DATA FOR ANALYSIS: Begin
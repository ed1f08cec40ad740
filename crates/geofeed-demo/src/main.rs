//! Geo feed manager demo
//!
//! Runs a feed entity manager against a scripted record source and a host
//! that logs every instruction it receives. Pass a YAML config path as the
//! first argument to override the built-in demo configuration.

use std::collections::HashMap;
use std::sync::Arc;
use std::time::Duration;

use anyhow::{Context, Result};
use geofeed_core::{EntityId, ExternalRecord, FeedConfig, Geometry, LatLon};
use geofeed_entity::{EntityDescription, EntityHost, HostError};
use geofeed_manager::FeedEntityManager;
use geofeed_source::testing::MockRecordSource;
use geofeed_source::SourceError;
use serde_json::Value;
use tracing::{info, Level};
use tracing_subscriber::FmtSubscriber;

/// A host that logs every instruction instead of materializing entities
struct LoggingHost;

impl EntityHost for LoggingHost {
    fn register(&self, entity: EntityDescription) -> Result<(), HostError> {
        info!(entity_id = %entity.entity_id, state = %entity.state, "register");
        Ok(())
    }

    fn push_state(&self, entity_id: &EntityId, state: String, _attributes: HashMap<String, Value>) {
        info!(%entity_id, %state, "push_state");
    }

    fn request_remove(&self, entity_id: &EntityId, force: bool) {
        info!(%entity_id, force, "request_remove");
    }
}

fn demo_config() -> FeedConfig {
    // Sydney, with a 500 km radius
    FeedConfig::new(LatLon::new(-33.8688, 151.2093))
        .with_update_interval(Duration::from_secs(2))
        .with_radius_km(500.0)
}

fn load_config(path: &str) -> Result<FeedConfig> {
    let raw = std::fs::read_to_string(path).with_context(|| format!("reading {path}"))?;
    serde_yaml::from_str(&raw).with_context(|| format!("parsing {path}"))
}

fn scripted_source() -> MockRecordSource {
    let source = MockRecordSource::new();
    source.push_records(vec![
        ExternalRecord::new(
            "fire-1",
            "Bush Fire near Penrith",
            Geometry::Point(LatLon::new(-33.75, 150.7)),
        )
        .with_category("Bush Fire"),
        ExternalRecord::new(
            "fire-2",
            "Grass Fire near Goulburn",
            Geometry::Point(LatLon::new(-34.75, 149.72)),
        )
        .with_category("Grass Fire"),
    ]);
    source.push_records(vec![ExternalRecord::new(
        "fire-1",
        "Bush Fire near Penrith (contained)",
        Geometry::Point(LatLon::new(-33.75, 150.7)),
    )
    .with_category("Bush Fire")]);
    source.push_error(SourceError::Network("demo outage".to_string()));
    source
}

#[tokio::main]
async fn main() -> Result<()> {
    let subscriber = FmtSubscriber::builder()
        .with_max_level(Level::DEBUG)
        .with_target(true)
        .finish();
    tracing::subscriber::set_global_default(subscriber)?;

    let config = match std::env::args().nth(1) {
        Some(path) => load_config(&path)?,
        None => demo_config(),
    };

    info!("Starting geo feed manager demo");

    let manager = Arc::new(FeedEntityManager::new(
        scripted_source(),
        config,
        Arc::new(LoggingHost) as Arc<dyn EntityHost>,
    ));

    manager.clone().start();

    // Let the scripted source play out: create, diff, error-clear
    tokio::time::sleep(Duration::from_secs(7)).await;

    manager.stop().await;
    info!("Demo finished");

    Ok(())
}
DATA FOR ANALYSIS: End
Could you transcribe the entries above word for word, from the line with "struct LoggingHost;" down to the line with "fn request_remove(&self, entity_id: &EntityId, force: bool)", keeping both?

struct LoggingHost;

impl EntityHost for LoggingHost {
    fn register(&self, entity: EntityDescription) -> Result<(), HostError> {
        info!(entity_id = %entity.entity_id, state = %entity.state, "register");
        Ok(())
    }

    fn push_state(&self, entity_id: &EntityId, state: String, _attributes: HashMap<String, Value>) {
        info!(%entity_id, %state, "push_state");
    }

    fn request_remove(&self, entity_id: &EntityId, force: bool) {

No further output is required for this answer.